Blockchain entrepreneurs are realizing that to succeed long-term, they need the legitimacy of trusted networks — cleared pools of investors, sponsors, marketing experts and guidance from teams of financial experts who have raised funds in the past. In order for blockchain to mature as a genuine mainstream space for investors, these networks will need to be utilised, adding legitimacy to the space.
For many crypto projects launching today, choosing a fundraising model is a daunting decision. The ICO scams that have alienated investors would likely reduce their potential investor base, should they opt for that model — ICOs raised $118 million in Q1 2019, over 58 times less than in Q1 2018.
By opting to issue tokens with an exchange, projects can outsource many problems they encounter in launch stage. Firstly, a significant number of ICOs go unnoticed if they can’t partner with an exchange, and in the event they do succeed in doing so, these partnerships can take months to solidify before tokens get listed. IEOs on the other hand, immediately guarantee users will be exposed to the token, providing an accessible, organized customer base to the project. In addition, purchasers can be confident that their IEO tokens have undergone a vetting by the exchange.
As outlined previously, many ICO projects issued tokens before they had time to create a finished working product. Many projects surfed the ICO marketing wave before fully committing to develop their products. In IEOs, many exchanges offer marketing services to issuers, meaning the project can focus resources on developing it’s product. This results in higher quality projects for the industry as a whole.
In addition, because regulated exchanges are AML and KYC ready, projects also don’t have to contribute to heavy compliance efforts. The project will have access to a pool of pre-approved investors.

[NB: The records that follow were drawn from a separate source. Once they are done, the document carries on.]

//! Test utilities: mock implementations of the core traits.
//!
//! Handwritten mocks for dependency injection in unit tests. All mocks use
//! `Arc<Mutex<_>>` for interior mutability, allowing test assertions on
//! recorded calls.

use std::collections::HashMap;
use std::sync::{Arc, Mutex};

use chrono::Utc;

use crate::crawl::{CrawlEvent, CrawlReporter};
use crate::error::AppError;
use crate::models::{Algorithm, CacheMetadata, CacheStats, FetchedPage, PageRecord, StoreContents};
use crate::traits::{PageFetcher, PageStore};

// ---------------------------------------------------------------------------
// MockFetcher
// ---------------------------------------------------------------------------

/// Mock fetcher serving a fixed site graph from memory.
///
/// URLs without a configured page fail with an HTTP error, mirroring a
/// fetch failure in production.
#[derive(Clone, Default)]
pub struct MockFetcher {
    pages: Arc<Mutex<HashMap<String, FetchedPage>>>,
    calls: Arc<Mutex<Vec<String>>>,
}

impl MockFetcher {
    pub fn new() -> Self {
        Self::default()
    }

    /// Builder-style: register a page with its content and outbound links.
    pub fn with_page(self, url: &str, content: &str, links: &[&str]) -> Self {
        self.pages.lock().unwrap().insert(
            url.to_string(),
            FetchedPage {
                content: content.to_string(),
                title: String::new(),
                links: links.iter().map(|l| l.to_string()).collect(),
            },
        );
        self
    }

    /// URLs fetched so far, in call order.
    pub fn calls(&self) -> Vec<String> {
        self.calls.lock().unwrap().clone()
    }
}

impl PageFetcher for MockFetcher {
    async fn fetch_page(&self, url: &str) -> Result<FetchedPage, AppError> {
        self.calls.lock().unwrap().push(url.to_string());
        self.pages
            .lock()
            .unwrap()
            .get(url)
            .cloned()
            .ok_or_else(|| AppError::HttpError(format!("HTTP 404 for {url}")))
    }
}

// ---------------------------------------------------------------------------
// MemoryStore
// ---------------------------------------------------------------------------

#[derive(Default)]
struct MemoryStoreInner {
    contents: StoreContents,
    puts: Vec<(String, bool)>,
    save_calls: usize,
}

/// In-memory [`PageStore`] that records every call for assertions.
///
/// Does not emulate the disk-backed autosave batching — `puts()` exposes
/// the `auto_persist` flags so engine tests can assert them directly.
#[derive(Clone, Default)]
pub struct MemoryStore {
    inner: Arc<Mutex<MemoryStoreInner>>,
}

impl MemoryStore {
    pub fn new() -> Self {
        Self::default()
    }

    /// Pre-populate a record without recording the write.
    pub fn seed(&self, url: &str, content: &str, title: &str, links: &[&str]) {
        self.inner.lock().unwrap().contents.urls.insert(
            url.to_string(),
            PageRecord::new(
                content.to_string(),
                title.to_string(),
                links.iter().map(|l| l.to_string()).collect(),
            ),
        );
    }

    /// Recorded `(url, auto_persist)` pairs, in write order.
    pub fn puts(&self) -> Vec<(String, bool)> {
        self.inner.lock().unwrap().puts.clone()
    }

    pub fn save_calls(&self) -> usize {
        self.inner.lock().unwrap().save_calls
    }

    pub fn metadata(&self) -> CacheMetadata {
        self.inner.lock().unwrap().contents.metadata.clone()
    }
}

impl PageStore for MemoryStore {
    fn get(&self, url: &str) -> Option<PageRecord> {
        self.inner.lock().unwrap().contents.urls.get(url).cloned()
    }

    fn put(&self, url: &str, content: String, title: String, links: Vec<String>, auto_persist: bool) {
        let mut inner = self.inner.lock().unwrap();
        inner.puts.push((url.to_string(), auto_persist));
        inner
            .contents
            .urls
            .insert(url.to_string(), PageRecord::new(content, title, links));
    }

    fn save(&self) {
        self.inner.lock().unwrap().save_calls += 1;
    }

    fn stats(&self) -> CacheStats {
        let inner = self.inner.lock().unwrap();
        CacheStats {
            total_urls: inner.contents.urls.len(),
            cache_size_mb: 0.0,
            last_updated: inner.contents.metadata.last_updated,
        }
    }

    fn update_metadata(&self, start_url: &str, algorithm: Algorithm, max_depth: i32) {
        let mut inner = self.inner.lock().unwrap();
        let total_urls = inner.contents.urls.len();
        inner.contents.metadata = CacheMetadata {
            last_updated: Some(Utc::now()),
            start_url: Some(start_url.to_string()),
            algorithm: Some(algorithm),
            max_depth: Some(max_depth),
            total_urls: Some(total_urls),
        };
    }

    fn clear(&self) {
        self.inner.lock().unwrap().contents = StoreContents::default();
    }
}

// ---------------------------------------------------------------------------
// RecordingReporter
// ---------------------------------------------------------------------------

/// Owned snapshot of a [`CrawlEvent`], recorded by [`RecordingReporter`].
#[derive(Debug, Clone, PartialEq)]
pub enum RecordedEvent {
    Processing {
        url: String,
        depth: i32,
        visited_count: usize,
        cache_mode: bool,
    },
    CacheHit {
        url: String,
    },
    Found {
        url: String,
        path: Vec<String>,
        score: f64,
    },
    Complete {
        visited_count: usize,
        all_links_count: usize,
        found_count: usize,
        cache_hits: usize,
        cache_misses: usize,
    },
}

/// Reporter that records every event for later assertions.
#[derive(Default)]
pub struct RecordingReporter {
    events: Arc<Mutex<Vec<RecordedEvent>>>,
}

impl RecordingReporter {
    pub fn events(&self) -> Vec<RecordedEvent> {
        self.events.lock().unwrap().clone()
    }
}

impl CrawlReporter for RecordingReporter {
    fn report(&self, event: CrawlEvent<'_>) {
        let owned = match event {
            CrawlEvent::Processing {
                url,
                depth,
                visited_count,
                cache_mode,
            } => RecordedEvent::Processing {
                url: url.to_string(),
                depth,
                visited_count,
                cache_mode,
            },
            CrawlEvent::CacheHit { url } => RecordedEvent::CacheHit {
                url: url.to_string(),
            },
            CrawlEvent::Found { url, path, score } => RecordedEvent::Found {
                url: url.to_string(),
                path: path.to_vec(),
                score,
            },
            CrawlEvent::Complete {
                visited_count,
                all_links_count,
                found_count,
                cache_hits,
                cache_misses,
            } => RecordedEvent::Complete {
                visited_count,
                all_links_count,
                found_count,
                cache_hits,
                cache_misses,
            },
        };
        self.events.lock().unwrap().push(owned);
    }
}
use std::path::PathBuf;
use std::time::Duration;

use anyhow::Result;
use clap::{Parser, Subcommand};
use tracing_subscriber::EnvFilter;

use trawl_client::HttpFetcher;
use trawl_core::crawl::{CrawlConfig, CrawlRequest, CrawlService, TracingReporter};
use trawl_core::models::Algorithm;
use trawl_core::traits::PageStore;
use trawl_store::JsonFileStore;

#[derive(Parser)]
#[command(name = "trawl", version, about = "Keyword-guided site crawler with a durable page cache")]
struct Cli {
    /// Path of the JSON cache file
    #[arg(
        long,
        global = true,
        env = "TRAWL_CACHE_FILE",
        default_value = "crawl_cache.json"
    )]
    cache_file: PathBuf,

    #[command(subcommand)]
    command: Commands,
}

#[derive(Subcommand)]
enum Commands {
    /// Crawl a site from a seed URL, scoring pages against a keyword
    Crawl {
        /// Seed URL to start from
        #[arg(short, long, default_value = "https://www.ui.ac.id")]
        start_url: String,

        /// Maximum traversal depth; -1 means unbounded
        #[arg(short = 'd', long, default_value_t = -1, allow_hyphen_values = true)]
        max_depth: i32,

        /// Keyword to score pages against; empty disables scoring
        #[arg(short, long, default_value = "")]
        keyword: String,

        /// Rewrite seed and discovered links to the English locale
        #[arg(long, default_value_t = false)]
        english: bool,

        /// Traversal order: bfs or dfs
        #[arg(short, long, default_value = "bfs")]
        algorithm: Algorithm,

        /// Cache mode: consult the cache before the network. Without this
        /// flag the run fetches fresh and persists everything at the end.
        #[arg(long, default_value_t = false)]
        cached: bool,

        /// Substring an anchor target must contain to count as in-domain
        #[arg(long, env = "TRAWL_DOMAIN_MARKER", default_value = "ui.ac.id")]
        domain_marker: String,

        /// Pause after each network fetch, in milliseconds
        #[arg(long, default_value_t = 200)]
        fetch_delay_ms: u64,
    },

    /// Show cache statistics
    Stats,

    /// Delete all cached pages and metadata
    ClearCache,
}

#[tokio::main]
async fn main() -> Result<()> {
    // Load .env if present
    let _ = dotenvy::dotenv();

    // Setup tracing
    tracing_subscriber::fmt()
        .with_env_filter(EnvFilter::from_default_env().add_directive("trawl=info".parse()?))
        .with_target(false)
        .with_writer(std::io::stderr)
        .init();

    let cli = Cli::parse();
    let store = JsonFileStore::new(&cli.cache_file);

    match cli.command {
        Commands::Crawl {
            start_url,
            max_depth,
            keyword,
            english,
            algorithm,
            cached,
            domain_marker,
            fetch_delay_ms,
        } => {
            let fetcher = HttpFetcher::new(&domain_marker)?;
            let config = CrawlConfig {
                fetch_delay: Duration::from_millis(fetch_delay_ms),
                ..CrawlConfig::default()
            };
            let service = CrawlService::with_config(fetcher, store, config);

            let request = CrawlRequest {
                start_url,
                max_depth,
                keyword,
                english_locale: english,
                algorithm,
                use_cache: cached,
            };

            tracing::info!(
                start_url = %request.start_url,
                %algorithm,
                max_depth,
                cache_mode = cached,
                "Starting crawl"
            );

            let outcome = service.run(&request, &TracingReporter).await;
            println!("{}", serde_json::to_string_pretty(&outcome)?);
        }
        Commands::Stats => {
            println!("{}", serde_json::to_string_pretty(&store.stats())?);
        }
        Commands::ClearCache => {
            store.clear();
            println!("{}", serde_json::to_string_pretty(&store.stats())?);
        }
    }

    Ok(())
}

Legitimacy to the industry
From an investor perspective, legitimacy is of the highest importance in order to mature the industry. Investors need to trust they are putting their money into safe, scrutinised projects — the 2017/18 ICO boom exposed investors to ventures that often lacked thorough vetting. By partnering with a project in an IEO, exchanges put their reputation on the line adding another layer of trust to the fundraising effort.
Similar to traditional markets, blockchain projects often require guidance along their journey — from initial sale through to the secondary market. Several blockchain exchanges provide this oversight and are instrumental in determining the success of applicant projects. This oversight is particularly important given the disruptive nature of blockchain — industry experts who know the lay of the land are very important.
IEOs can also open projects up to traders and institutional investors who already work with the exchange and have built a professional reputation. Matching new projects with institutional, accredited investors can encourage good governance and industry best practices, driving the whole industry to maturity.
The growth of IEO fundraising represents a shift towards coordination between trusted networks and blockchain projects. Such coordination has been taking place behind the headlines for some time, as we continue to recognise that in order for the industry to mature, projects need to marry crypto and traditional investors, access vetted pools of investors, sponsors, marketing experts and guidance from teams of financial experts who have raised funds in the past.
Making these steps can be expensive, time consuming and at times impossible without the right connections. IEOs are allowing for this mutually beneficial coordination and this will be essential to take the blockchain industry forward.